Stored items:
------------------------------------

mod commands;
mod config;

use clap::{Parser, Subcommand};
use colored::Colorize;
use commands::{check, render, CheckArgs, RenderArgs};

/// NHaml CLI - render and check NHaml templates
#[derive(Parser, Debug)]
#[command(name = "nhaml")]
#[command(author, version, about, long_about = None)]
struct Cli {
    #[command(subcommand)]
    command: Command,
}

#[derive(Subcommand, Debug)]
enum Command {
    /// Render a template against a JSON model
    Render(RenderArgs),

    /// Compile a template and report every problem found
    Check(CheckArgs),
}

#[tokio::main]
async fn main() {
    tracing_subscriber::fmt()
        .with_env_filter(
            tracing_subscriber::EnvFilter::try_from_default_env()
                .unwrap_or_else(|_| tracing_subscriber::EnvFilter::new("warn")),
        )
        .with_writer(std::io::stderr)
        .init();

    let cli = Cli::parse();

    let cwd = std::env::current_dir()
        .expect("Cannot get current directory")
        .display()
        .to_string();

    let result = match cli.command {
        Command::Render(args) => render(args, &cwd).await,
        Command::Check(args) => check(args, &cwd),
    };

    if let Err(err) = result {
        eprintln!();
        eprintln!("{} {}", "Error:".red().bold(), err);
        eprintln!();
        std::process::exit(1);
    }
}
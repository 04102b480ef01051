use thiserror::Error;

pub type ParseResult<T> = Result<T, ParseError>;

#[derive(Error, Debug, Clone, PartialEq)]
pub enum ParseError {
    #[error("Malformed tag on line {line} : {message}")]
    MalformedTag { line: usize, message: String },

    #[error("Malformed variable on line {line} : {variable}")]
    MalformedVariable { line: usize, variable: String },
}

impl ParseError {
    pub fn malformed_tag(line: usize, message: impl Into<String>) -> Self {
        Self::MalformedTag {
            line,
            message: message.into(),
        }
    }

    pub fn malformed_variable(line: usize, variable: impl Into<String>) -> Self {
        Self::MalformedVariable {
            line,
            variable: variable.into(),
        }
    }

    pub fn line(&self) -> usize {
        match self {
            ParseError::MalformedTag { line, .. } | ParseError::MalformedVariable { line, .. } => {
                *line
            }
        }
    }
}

------------------------------------

- **EXERCISE INSTRUCTIONS**
Every entry must be printed again, exactly as it reads.

- **RESULT OF THE EXERCISE**
mod commands;
mod config;

use clap::{Parser, Subcommand};
use colored::Colorize;
use commands::{check, render, CheckArgs, RenderArgs};

/// NHaml CLI - render and check NHaml templates
#[derive(Parser, Debug)]
#[command(name = "nhaml")]
#[command(author, version, about, long_about = None)]
struct Cli {
    #[command(subcommand)]
    command: Command,
}

#[derive(Subcommand, Debug)]
enum Command {
    /// Render a template against a JSON model
    Render(RenderArgs),

    /// Compile a template and report every problem found
    Check(CheckArgs),
}

#[tokio::main]
async fn main() {
    tracing_subscriber::fmt()
        .with_env_filter(
            tracing_subscriber::EnvFilter::try_from_default_env()
                .unwrap_or_else(|_| tracing_subscriber::EnvFilter::new("warn")),
        )
        .with_writer(std::io::stderr)
        .init();

    let cli = Cli::parse();

    let cwd = std::env::current_dir()
        .expect("Cannot get current directory")
        .display()
        .to_string();

    let result = match cli.command {
        Command::Render(args) => render(args, &cwd).await,
        Command::Check(args) => check(args, &cwd),
    };

    if let Err(err) = result {
        eprintln!();
        eprintln!("{} {}", "Error:".red().bold(), err);
        eprintln!();
        std::process::exit(1);
    }
}
repository 04102b480ef01051
use thiserror::Error;

pub type ParseResult<T> = Result<T, ParseError>;

#[derive(Error, Debug, Clone, PartialEq)]
pub enum ParseError {
    #[error("Malformed tag on line {line} : {message}")]
    MalformedTag { line: usize, message: String },

    #[error("Malformed variable on line {line} : {variable}")]
    MalformedVariable { line: usize, variable: String },
}

impl ParseError {
    pub fn malformed_tag(line: usize, message: impl Into<String>) -> Self {
        Self::MalformedTag {
            line,
            message: message.into(),
        }
    }

    pub fn malformed_variable(line: usize, variable: impl Into<String>) -> Self {
        Self::MalformedVariable {
            line,
            variable: variable.into(),
        }
    }

    pub fn line(&self) -> usize {
        match self {
            ParseError::MalformedTag { line, .. } | ParseError::MalformedVariable { line, .. } => {
                *line
            }
        }
    }
}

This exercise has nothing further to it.